Segment Start: DATA EXTRACT

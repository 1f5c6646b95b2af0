//! Line shape.

use super::{point_to_segment_dist, ShapeId, ShapeStyle, ShapeTrait};
use kurbo::{Affine, Point, Rect};
use serde::{Deserialize, Serialize};
use uuid::Uuid;

/// A straight line segment.
#[derive(Debug, Clone, PartialEq, Serialize, Deserialize)]
pub struct Line {
    pub(crate) id: ShapeId,
    pub start: Point,
    pub end: Point,
    pub style: ShapeStyle,
}

impl Line {
    /// Create a new line. Lines have no fill.
    pub fn new(start: Point, end: Point) -> Self {
        let style = ShapeStyle {
            fill_color: None,
            ..ShapeStyle::default()
        };
        Self {
            id: Uuid::new_v4(),
            start,
            end,
            style,
        }
    }

    /// Length of the segment.
    pub fn length(&self) -> f64 {
        (self.end - self.start).hypot()
    }
}

impl ShapeTrait for Line {
    fn id(&self) -> ShapeId {
        self.id
    }

    fn bounds(&self) -> Rect {
        Rect::from_points(self.start, self.end)
    }

    fn hit_test(&self, point: Point, tolerance: f64) -> bool {
        point_to_segment_dist(point, self.start, self.end)
            <= tolerance + self.style.stroke_width / 2.0
    }

    fn style(&self) -> &ShapeStyle {
        &self.style
    }

    fn style_mut(&mut self) -> &mut ShapeStyle {
        &mut self.style
    }

    fn transform(&mut self, affine: Affine) {
        self.start = affine * self.start;
        self.end = affine * self.end;
    }
}

#[cfg(test)]
mod tests {
    use super::*;

    #[test]
    fn test_line_hit_test() {
        let line = Line::new(Point::new(0.0, 0.0), Point::new(100.0, 0.0));
        assert!(line.hit_test(Point::new(50.0, 2.0), 2.0));
        assert!(!line.hit_test(Point::new(50.0, 10.0), 2.0));
    }

    #[test]
    fn test_line_bounds_are_normalized() {
        let line = Line::new(Point::new(100.0, 80.0), Point::new(0.0, 20.0));
        let bounds = line.bounds();
        assert!((bounds.x0 - 0.0).abs() < f64::EPSILON);
        assert!((bounds.y0 - 20.0).abs() < f64::EPSILON);
        assert!((line.length() - (100.0f64.powi(2) + 60.0f64.powi(2)).sqrt()).abs() < 1e-9);
    }
}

Segment End: DATA EXTRACT

== WHAT THE EXERCISE ASKS ==
Print the line that contains "of the segment.", then every later line of the entries above up to and including the last, all exactly as written.

== PROBLEM SOLUTION ==
    /// Length of the segment.
    pub fn length(&self) -> f64 {
        (self.end - self.start).hypot()
    }
}

impl ShapeTrait for Line {
    fn id(&self) -> ShapeId {
        self.id
    }

    fn bounds(&self) -> Rect {
        Rect::from_points(self.start, self.end)
    }

    fn hit_test(&self, point: Point, tolerance: f64) -> bool {
        point_to_segment_dist(point, self.start, self.end)
            <= tolerance + self.style.stroke_width / 2.0
    }

    fn style(&self) -> &ShapeStyle {
        &self.style
    }

    fn style_mut(&mut self) -> &mut ShapeStyle {
        &mut self.style
    }

    fn transform(&mut self, affine: Affine) {
        self.start = affine * self.start;
        self.end = affine * self.end;
    }
}

#[cfg(test)]
mod tests {
    use super::*;

    #[test]
    fn test_line_hit_test() {
        let line = Line::new(Point::new(0.0, 0.0), Point::new(100.0, 0.0));
        assert!(line.hit_test(Point::new(50.0, 2.0), 2.0));
        assert!(!line.hit_test(Point::new(50.0, 10.0), 2.0));
    }

    #[test]
    fn test_line_bounds_are_normalized() {
        let line = Line::new(Point::new(100.0, 80.0), Point::new(0.0, 20.0));
        let bounds = line.bounds();
        assert!((bounds.x0 - 0.0).abs() < f64::EPSILON);
        assert!((bounds.y0 - 20.0).abs() < f64::EPSILON);
        assert!((line.length() - (100.0f64.powi(2) + 60.0f64.powi(2)).sqrt()).abs() < 1e-9);
    }
}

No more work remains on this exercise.